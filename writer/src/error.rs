//! Error types for manifest generation.
//!
//! [`GenerationError`] is the single failure type of a generation run and of
//! the `depset` commands. Every variant is fatal: the run stops before the
//! output file is touched and nothing is retried.

use crate::config::ConfigError;
use crate::graph::GraphError;
use crate::manifest::ManifestError;
use crate::manifest_parser::ManifestParseError;
use crate::nested::NestedJarError;
use crate::relocation::RelocationError;
use crate::report::ReportError;
use camino::Utf8PathBuf;
use depset_common::error::ModelError;
use thiserror::Error;

/// Errors that abort a generation run or a `depset` command.
#[derive(Debug, Error)]
pub enum GenerationError {
    /// The dependency graph or artifact set could not be resolved.
    #[error("dependency resolution failed: {reason}")]
    Resolution {
        /// Description of the resolution failure.
        reason: String,
    },

    /// An artifact file could not be read while hashing.
    #[error("failed to hash {path}")]
    HashIo {
        /// Path to the unreadable file.
        path: Utf8PathBuf,
        /// The underlying I/O error.
        #[source]
        source: std::io::Error,
    },

    /// An artifact could not be turned into a coordinate.
    #[error("malformed artifact identifier")]
    MalformedIdentifier {
        /// The validation failure.
        #[source]
        source: ModelError,
    },

    /// The manifest could not be written.
    #[error("failed to write {path}")]
    OutputWrite {
        /// Path to the output file.
        path: Utf8PathBuf,
        /// The underlying I/O error.
        #[source]
        source: std::io::Error,
    },

    /// Configuration could not be loaded or is invalid.
    #[error(transparent)]
    Config(#[from] ConfigError),

    /// A resolution report could not be loaded or interpreted.
    #[error(transparent)]
    Report(#[from] ReportError),

    /// A relocation rule is invalid.
    #[error(transparent)]
    Relocation(#[from] RelocationError),

    /// Nested jars could not be staged or indexed.
    #[error(transparent)]
    NestedJar(#[from] NestedJarError),

    /// An existing manifest could not be parsed.
    #[error("failed to inspect {path}")]
    Inspect {
        /// Path to the manifest.
        path: Utf8PathBuf,
        /// The parse failure.
        #[source]
        source: ManifestParseError,
    },
}

impl From<GraphError> for GenerationError {
    fn from(err: GraphError) -> Self {
        Self::Resolution {
            reason: err.to_string(),
        }
    }
}

impl From<ManifestError> for GenerationError {
    fn from(err: ManifestError) -> Self {
        match err {
            ManifestError::Write { path, source } => Self::OutputWrite { path, source },
            invalid @ (ManifestError::ConflictingHash { .. }
            | ManifestError::UnsupportedHash { .. }) => Self::Resolution {
                reason: invalid.to_string(),
            },
        }
    }
}

/// Result type alias using [`GenerationError`].
pub type Result<T> = std::result::Result<T, GenerationError>;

_Exercise brief_
What lines in the listing include the string "GraphError"? Copy them out.

_Solution to the exercise_
use crate::graph::GraphError;
impl From<GraphError> for GenerationError {
    fn from(err: GraphError) -> Self {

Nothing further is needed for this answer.